Identify every line in the records below that contains the word "HashMap", and reproduce each one.
++++ Entries shown
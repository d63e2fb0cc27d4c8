//! Prompt assembly: role persona + task instructions + upstream output

use std::borrow::Cow;
use std::collections::HashMap;

use once_cell::sync::Lazy;
use regex::{Captures, Regex};

use crate::provider::PromptRequest;
use crate::role::Role;
use crate::task::TaskSpec;

/// `{name}` placeholders filled from run inputs
static INPUT_PATTERN: Lazy<Regex> =
    Lazy::new(|| Regex::new(r"\{([A-Za-z_][A-Za-z0-9_-]*)\}").unwrap());

/// Separator between upstream outputs in the context block
const CONTEXT_SEPARATOR: &str = "\n\n----------\n\n";

/// Replace `{name}` with the matching input; unknown names are left as-is
pub fn interpolate<'a>(template: &'a str, inputs: &HashMap<String, String>) -> Cow<'a, str> {
    if inputs.is_empty() {
        return Cow::Borrowed(template);
    }
    INPUT_PATTERN.replace_all(template, |caps: &Captures| {
        inputs
            .get(&caps[1])
            .cloned()
            .unwrap_or_else(|| caps[0].to_string())
    })
}

/// System message describing who the model is playing
pub fn system_prompt(role: &Role) -> String {
    format!(
        "You are {}. {}\nYour personal goal is: {}",
        role.role,
        role.backstory.trim(),
        role.goal.trim()
    )
}

/// User message for one task, with upstream outputs appended verbatim
pub fn task_prompt(
    task: &TaskSpec,
    upstream: &[&str],
    inputs: &HashMap<String, String>,
) -> String {
    let description = interpolate(task.description.trim(), inputs);
    let expected = interpolate(task.expected_output.trim(), inputs);

    let mut prompt = format!(
        "Current task: {description}\n\n\
         Expected criteria for your final answer: {expected}\n\
         Return the complete content as your final answer, not a summary."
    );

    if !upstream.is_empty() {
        prompt.push_str("\n\nThis is the context you are working with:\n");
        prompt.push_str(&upstream.join(CONTEXT_SEPARATOR));
    }

    prompt.push_str("\n\nBegin!");
    prompt
}

/// Full request for `task` performed by `role`
pub fn build_prompt(
    role: &Role,
    task: &TaskSpec,
    upstream: &[&str],
    inputs: &HashMap<String, String>,
) -> PromptRequest {
    PromptRequest::new(task_prompt(task, upstream, inputs), String::new())
        .with_system_prompt(system_prompt(role))
}

#[cfg(test)]
mod tests {
    use super::*;

    fn inputs(pairs: &[(&str, &str)]) -> HashMap<String, String> {
        pairs
            .iter()
            .map(|(k, v)| (k.to_string(), v.to_string()))
            .collect()
    }

    fn writer() -> Role {
        Role::new("writer", "Redator Criativo", "Escrever artigos", "Você é premiado.")
    }

    #[test]
    fn interpolate_known_and_unknown() {
        let vars = inputs(&[("topic", "IA")]);
        assert_eq!(interpolate("Sobre {topic} em {year}", &vars), "Sobre IA em {year}");
    }

    #[test]
    fn interpolate_without_inputs_borrows() {
        let result = interpolate("keep {this}", &HashMap::new());
        assert!(matches!(result, Cow::Borrowed(_)));
    }

    #[test]
    fn system_prompt_carries_persona() {
        let system = system_prompt(&writer());
        assert!(system.contains("Redator Criativo"));
        assert!(system.contains("Você é premiado."));
        assert!(system.contains("Escrever artigos"));
    }

    #[test]
    fn task_prompt_without_upstream_has_no_context_block() {
        let task = TaskSpec::new("t", "Pesquise", "Relatório", "writer");
        let prompt = task_prompt(&task, &[], &HashMap::new());
        assert!(prompt.contains("Pesquise"));
        assert!(prompt.contains("Relatório"));
        assert!(!prompt.contains("context you are working with"));
    }

    #[test]
    fn task_prompt_contains_every_upstream_verbatim() {
        let task = TaskSpec::new("t", "Combine", "Texto", "writer");
        let prompt = task_prompt(&task, &["RESULT_A\nline two", "RESULT_B"], &HashMap::new());
        assert!(prompt.contains("RESULT_A\nline two"));
        assert!(prompt.contains("RESULT_B"));
        assert!(prompt.find("RESULT_A").unwrap() < prompt.find("RESULT_B").unwrap());
    }

    #[test]
    fn build_prompt_sets_system_and_user() {
        let task = TaskSpec::new("t", "Escreva sobre {topic}", "Artigo", "writer");
        let request = build_prompt(&writer(), &task, &["UP"], &inputs(&[("topic", "Rust")]));
        assert!(request.prompt.contains("Escreva sobre Rust"));
        assert!(request.prompt.contains("UP"));
        assert!(request.system_prompt.unwrap().contains("Redator Criativo"));
        assert!(request.model.is_empty());
    }
}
++++++++
Result of this exercise ▸
use std::collections::HashMap;
pub fn interpolate<'a>(template: &'a str, inputs: &HashMap<String, String>) -> Cow<'a, str> {
    inputs: &HashMap<String, String>,
    inputs: &HashMap<String, String>,
    fn inputs(pairs: &[(&str, &str)]) -> HashMap<String, String> {
        let result = interpolate("keep {this}", &HashMap::new());
        let prompt = task_prompt(&task, &[], &HashMap::new());
        let prompt = task_prompt(&task, &["RESULT_A\nline two", "RESULT_B"], &HashMap::new());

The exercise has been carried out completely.